[Stored data entries]
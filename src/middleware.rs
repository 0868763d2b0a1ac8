use axum::{
    extract::{ConnectInfo, Request, State},
    http::{HeaderValue, Method, StatusCode, header},
    middleware::Next,
    response::{IntoResponse, Response},
};
use std::net::SocketAddr;
use std::sync::Arc;
use tracing::debug;

use crate::identity::client_identifier;
use crate::metrics::{RATE_LIMITED, REQUEST_TOTAL};
use crate::rate_limit::RateLimitRegistry;

const UNKNOWN_PEER: &str = "unknown";

// Admission check - 429 immediately when the client's bucket is empty, never queues
pub async fn rate_limit_middleware(
    State(registry): State<Arc<RateLimitRegistry>>,
    req: Request,
    next: Next,
) -> Response {
    REQUEST_TOTAL.inc();

    let peer = req
        .extensions()
        .get::<ConnectInfo<SocketAddr>>()
        .map(|ConnectInfo(addr)| addr.to_string())
        .unwrap_or_else(|| UNKNOWN_PEER.to_string());
    let client_id = client_identifier(req.headers(), &peer);

    let limiter = registry.acquire(&client_id);
    if !limiter.try_acquire() {
        RATE_LIMITED.inc();
        debug!(client = %client_id, path = %req.uri().path(), "Rate limit exceeded");
        return (StatusCode::TOO_MANY_REQUESTS, "Too Many Requests").into_response();
    }

    next.run(req).await
}

// Permissive CORS on every response; any OPTIONS is answered here
pub async fn cors_middleware(req: Request, next: Next) -> Response {
    let mut response = if req.method() == Method::OPTIONS {
        StatusCode::OK.into_response()
    } else {
        next.run(req).await
    };

    let headers = response.headers_mut();
    headers.insert(header::ACCESS_CONTROL_ALLOW_ORIGIN, HeaderValue::from_static("*"));
    headers.insert(
        header::ACCESS_CONTROL_ALLOW_METHODS,
        HeaderValue::from_static("GET, POST, PUT, DELETE, OPTIONS"),
    );
    headers.insert(
        header::ACCESS_CONTROL_ALLOW_HEADERS,
        HeaderValue::from_static("Content-Type, Authorization"),
    );
    response
}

| Task instructions |
Your answer should repeat every entry exactly.

| Your solution |
filename src/middleware.rs
repository 0868763d2b0a1ac8
use axum::{
    extract::{ConnectInfo, Request, State},
    http::{HeaderValue, Method, StatusCode, header},
    middleware::Next,
    response::{IntoResponse, Response},
};
use std::net::SocketAddr;
use std::sync::Arc;
use tracing::debug;

use crate::identity::client_identifier;
use crate::metrics::{RATE_LIMITED, REQUEST_TOTAL};
use crate::rate_limit::RateLimitRegistry;

const UNKNOWN_PEER: &str = "unknown";

// Admission check - 429 immediately when the client's bucket is empty, never queues
pub async fn rate_limit_middleware(
    State(registry): State<Arc<RateLimitRegistry>>,
    req: Request,
    next: Next,
) -> Response {
    REQUEST_TOTAL.inc();

    let peer = req
        .extensions()
        .get::<ConnectInfo<SocketAddr>>()
        .map(|ConnectInfo(addr)| addr.to_string())
        .unwrap_or_else(|| UNKNOWN_PEER.to_string());
    let client_id = client_identifier(req.headers(), &peer);

    let limiter = registry.acquire(&client_id);
    if !limiter.try_acquire() {
        RATE_LIMITED.inc();
        debug!(client = %client_id, path = %req.uri().path(), "Rate limit exceeded");
        return (StatusCode::TOO_MANY_REQUESTS, "Too Many Requests").into_response();
    }

    next.run(req).await
}

// Permissive CORS on every response; any OPTIONS is answered here
pub async fn cors_middleware(req: Request, next: Next) -> Response {
    let mut response = if req.method() == Method::OPTIONS {
        StatusCode::OK.into_response()
    } else {
        next.run(req).await
    };

    let headers = response.headers_mut();
    headers.insert(header::ACCESS_CONTROL_ALLOW_ORIGIN, HeaderValue::from_static("*"));
    headers.insert(
        header::ACCESS_CONTROL_ALLOW_METHODS,
        HeaderValue::from_static("GET, POST, PUT, DELETE, OPTIONS"),
    );
    headers.insert(
        header::ACCESS_CONTROL_ALLOW_HEADERS,
        HeaderValue::from_static("Content-Type, Authorization"),
    );
    response
}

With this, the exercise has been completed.